Our tutor, (now deceased) Brien Masters read out a list at the end of our training, of schools needing teachers. The name The Findhorn Foundation reverberated loudly in my ears! So after twenty one years the memory of Eileen surfaced with a ‘loud ring!’. It became an absolute necessity for me to come up to visit where Eileen had started, but it seemed a totally impossible idea for my then husband, Francis. He had wanted to become self-employed as an artist but Scotland was just far too far away from everything and everyone he knew!
Nevertheless, I wrote to Peter Klingeman who had come to Findhorn from a Stuttgart Steiner School to help set up the Moray Steiner School. I explained that I would love to visit the potential school and see what had become of Eileen’s work, but that I had difficulties.
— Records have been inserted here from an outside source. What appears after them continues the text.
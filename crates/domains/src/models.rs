//! # Domain Models
//!
//! These structs represent the core entities of Yatube: users, groups, posts,
//! comments and follow edges. Identifiers are database-assigned `i64` keys.
//!
//! Relations the ORM would normally expose as reverse collections
//! (`user.posts`, `group.posts`, `post.comments`) are not modelled here; they
//! are explicit query methods on the repository ports instead.

use chrono::{DateTime, Utc};
use serde::{Deserialize, Serialize};

pub type UserId = i64;
pub type GroupId = i64;
pub type PostId = i64;
pub type CommentId = i64;

/// An authentication identity. Owned by the auth collaborator; the core only
/// compares ids and reads the username.
#[derive(Debug, Clone, PartialEq, Eq, Serialize, Deserialize)]
pub struct User {
    pub id: UserId,
    pub username: String,
    /// PHC-formatted hash, never serialized to clients.
    #[serde(skip_serializing)]
    pub password_hash: String,
    /// Administrators may create and delete groups.
    pub is_staff: bool,
    pub date_joined: DateTime<Utc>,
}

#[derive(Debug, Clone)]
pub struct NewUser {
    pub username: String,
    pub password_hash: String,
    pub is_staff: bool,
}

/// A community that posts can optionally be filed under.
#[derive(Debug, Clone, PartialEq, Eq, Serialize, Deserialize)]
pub struct Group {
    pub id: GroupId,
    pub title: String,
    /// Unique, URL-safe lookup key (e.g. "news" for /group/news/)
    pub slug: String,
    pub description: String,
}

#[derive(Debug, Clone, Deserialize)]
pub struct NewGroup {
    pub title: String,
    pub slug: String,
    #[serde(default)]
    pub description: String,
}

/// A stored post row. `author_id` and `pub_date` never change after insert.
#[derive(Debug, Clone, PartialEq, Eq, Serialize, Deserialize)]
pub struct Post {
    pub id: PostId,
    pub text: String,
    pub pub_date: DateTime<Utc>,
    pub author_id: UserId,
    pub group_id: Option<GroupId>,
    /// Path of the attached image relative to the media root
    pub image: Option<String>,
}

/// The group fields a post listing needs without a second lookup.
#[derive(Debug, Clone, PartialEq, Eq, Serialize, Deserialize)]
pub struct GroupRef {
    pub id: GroupId,
    pub slug: String,
    pub title: String,
}

/// A post joined with its author's username and group summary, as returned
/// by every feed query.
#[derive(Debug, Clone, PartialEq, Eq, Serialize, Deserialize)]
pub struct PostView {
    pub post: Post,
    pub author: String,
    pub group: Option<GroupRef>,
    pub comments_count: i64,
}

/// Insert payload for a post. The author is always the requester.
#[derive(Debug, Clone)]
pub struct NewPost {
    pub text: String,
    pub author_id: UserId,
    pub group_id: Option<GroupId>,
    pub image: Option<String>,
}

/// The mutable fields of a post. Author and publication date are absent on purpose.
#[derive(Debug, Clone, PartialEq, Eq)]
pub struct PostChanges {
    pub text: String,
    pub group_id: Option<GroupId>,
    pub image: Option<String>,
}

#[derive(Debug, Clone, PartialEq, Eq, Serialize, Deserialize)]
pub struct Comment {
    pub id: CommentId,
    pub post_id: PostId,
    pub author_id: UserId,
    pub text: String,
    pub created: DateTime<Utc>,
}

#[derive(Debug, Clone, PartialEq, Eq, Serialize, Deserialize)]
pub struct CommentView {
    pub comment: Comment,
    pub author: String,
}

#[derive(Debug, Clone)]
pub struct NewComment {
    pub post_id: PostId,
    pub author_id: UserId,
    pub text: String,
}

/// A directed edge: `user` receives `author`'s posts in their subscription feed.
#[derive(Debug, Clone, Copy, PartialEq, Eq, Hash, Serialize, Deserialize)]
pub struct Follow {
    pub user_id: UserId,
    pub author_id: UserId,
}

/// A follow edge resolved to usernames.
#[derive(Debug, Clone, PartialEq, Eq, Serialize, Deserialize)]
pub struct FollowView {
    pub user: String,
    pub author: String,
}

/// Which posts a feed query selects.
#[derive(Debug, Clone, Copy, PartialEq, Eq)]
pub enum FeedScope {
    All,
    Group(GroupId),
    Author(UserId),
    /// Posts by every author the given user follows
    FollowedBy(UserId),
}

/// Optional narrowing applied on top of a [`FeedScope`].
#[derive(Debug, Clone, Default, PartialEq, Eq, Deserialize)]
pub struct PostFilter {
    /// Case-insensitive substring match on the post text
    pub search: Option<String>,
    /// Inclusive lower bound on `pub_date`
    pub published_after: Option<DateTime<Utc>>,
    /// Inclusive upper bound on `pub_date`
    pub published_before: Option<DateTime<Utc>>,
}

impl PostFilter {
    pub fn is_empty(&self) -> bool {
        self.search.is_none() && self.published_after.is_none() && self.published_before.is_none()
    }

    /// Evaluates the filter against a post in memory.
    pub fn matches(&self, post: &Post) -> bool {
        if let Some(needle) = &self.search {
            if !post.text.to_lowercase().contains(&needle.to_lowercase()) {
                return false;
            }
        }
        if let Some(after) = self.published_after {
            if post.pub_date < after {
                return false;
            }
        }
        if let Some(before) = self.published_before {
            if post.pub_date > before {
                return false;
            }
        }
        true
    }
}

/// One page of an ordered listing plus the metadata a pager widget needs.
#[derive(Debug, Clone, PartialEq, Eq, Serialize)]
pub struct Page<T> {
    pub items: Vec<T>,
    /// 1-based index of this page, already clamped into range
    pub number: u32,
    /// Always at least 1, even for an empty listing
    pub num_pages: u32,
    /// Total number of items across all pages
    pub count: u64,
}

impl<T> Page<T> {
    pub fn has_next(&self) -> bool {
        self.number < self.num_pages
    }

    pub fn has_previous(&self) -> bool {
        self.number > 1
    }

    pub fn next_number(&self) -> Option<u32> {
        self.has_next().then(|| self.number + 1)
    }

    pub fn previous_number(&self) -> Option<u32> {
        self.has_previous().then(|| self.number - 1)
    }

    pub fn map<U>(self, f: impl FnMut(T) -> U) -> Page<U> {
        Page {
            items: self.items.into_iter().map(f).collect(),
            number: self.number,
            num_pages: self.num_pages,
            count: self.count,
        }
    }
}

/// The authenticated caller as seen by the core.
#[derive(Debug, Clone, PartialEq, Eq)]
pub struct Identity {
    pub id: UserId,
    pub username: String,
    pub is_staff: bool,
}

impl From<&User> for Identity {
    fn from(user: &User) -> Self {
        Self {
            id: user.id,
            username: user.username.clone(),
            is_staff: user.is_staff,
        }
    }
}

/// Who is making a request. Reads are open to everyone; writes need `User`.
#[derive(Debug, Clone, PartialEq, Eq, Default)]
pub enum Requester {
    #[default]
    Anonymous,
    User(Identity),
}

impl Requester {
    pub fn identity(&self) -> Option<&Identity> {
        match self {
            Requester::Anonymous => None,
            Requester::User(identity) => Some(identity),
        }
    }

    pub fn user_id(&self) -> Option<UserId> {
        self.identity().map(|i| i.id)
    }

    pub fn is_authenticated(&self) -> bool {
        matches!(self, Requester::User(_))
    }
}

/// Access token plus the longer-lived token used to mint new ones.
#[derive(Debug, Clone, Serialize, Deserialize)]
pub struct TokenPair {
    pub access: String,
    pub refresh: String,
}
This elicited a phone call from him unexpectedly, which shocked my husband, but at least an invitation to come up just to see, which he couldn’t really object to.
Long story short….while here I met Judith Meynell, whose husband happened to have been the captain of Francis’s fencing team at school!! Through this realisation, Judith invited him to stay at Minton House with that very person and his family, and this led (after a little plotting involving an Experience Week) to Francis deciding for himself to accompany me and in my accepting the job offered me.

Drumduan 1989
One thing disturbed me. The job offered was for a group of children I felt were still too young (4/5 year olds) for a Class I. But the Class II children I had met, resonated so strongly in me that I felt them to be the ones I was meant to meet. I couldn’t understand how it had turned out so ‘wrong’. They already had a much loved teacher, albeit state school trained, (Annie Blampied) and I would have loved to have her as a colleague, but to me “her” class of children felt like “mine”. When finally, my husband decided for himself that he would like to migrate from London to Findhorn to paint, I was given another meeting where Peter Klingeman explained that, as Annie had decided to go to Emerson College and do the Steiner training, I was now being asked to take her class as Class II from end August 1986. How wonderfully, magically, synchronistic!
I came to my vocation, Steiner teaching at 42. Married, we fostered and loved two little Scottish boys (now 38 and 40!) who we still see. Lived Switzerland,Germany, France, Canada. Loved it all!